The Collaborative is convened by a six-member steering committee: Al Bourgeois and Jay Jeffreys (Virginia Department of Game and Inland Fisheries), John Hancock (Virginia Forestry Association/Society of American Foresters), Kyle Lawrence (Shenandoah Valley Bicycle Coalition), Mark Miller (Virginia Wilderness Association), and Marek Smith (The Nature Conservancy).
The product of their efforts was the submission of joint comments on the George Washington National Forest Draft Plan. The Final Plan, released in November 2014, reflected many of the recommendations and received broad public support as a result of the diligence of the Stakeholder Collaborative. The Forest Plan recommended additional acres of Wilderness and a National Scenic Area, as well as additional areas and objectives for management activities such as timber harvesting, controlled burning, and other habitat management techniques.
According to John Hancock, one of the steering committee members who helped initiate the group, “We realized early on that each us had work we wanted to see accomplished on the forest, and while those goals were often very different, they were not mutually exclusive. The old model was to talk to the agency to try to persuade them to do what we individually wanted them to do. This new model is to talk to each other first, reach some consensus, and then work with the agency to try to achieve a suite of outcomes that works for us all. The Forest Service has the authority and responsibility to meet the objectives set out in the Forest Plan, and our group is helping them to that end.”
Following release of the Forest Plan, the Stakeholder Collaborative continued their work with the Forest Service through collaboration on the 117,000-acre Lower Cowpasture Restoration and Management Project. This project was the Forests’ first-ever large landscape and integrated resource planning effort.
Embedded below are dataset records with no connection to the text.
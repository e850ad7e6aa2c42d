// ESP32-C6 provisioning firmware core: OTA upgrade machine, Wi-Fi
// connect/reconnect machine, partition accessor, firmware verifier and
// credential persistence. The captive-portal HTTP server and the AT console
// are external collaborators that drive these machines through their
// structured APIs.

mod config;
mod error;
mod logging;
mod ota;
mod partition;
mod version;
mod wifi;

#[cfg(feature = "esp32")]
mod esp;
#[cfg(not(feature = "esp32"))]
mod host;
#[cfg(any(test, not(feature = "esp32")))]
mod sim;

#[cfg(feature = "esp32")]
fn main() -> anyhow::Result<()> {
    esp::run()
}

#[cfg(not(feature = "esp32"))]
fn main() -> anyhow::Result<()> {
    host::run()
}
The Stakeholder Collaborative participated in public workshops, encouraged public and county engagement, and provided input to identify priority restoration efforts and management activities. Their efforts produced a plan which outlines a roster of restoration and management projects to take place over the next ten years. These proposed projects include timber management, road restoration and management, fish and aquatic organism passage improvements, wildlife habitat management, American Chestnut restoration, non-native invasive species control, recreational trail development, and prescribed fire.
These projects reflect the unified Vision Statement of the partnership:
“We envision a well-connected network of core, relatively unfragmented, forested areas embedded within a landscape of diverse age and structural character that supports a variety of wildlife species, builds ecological resilience, and provides essential ecological, social, economic, and recreational benefits for people.”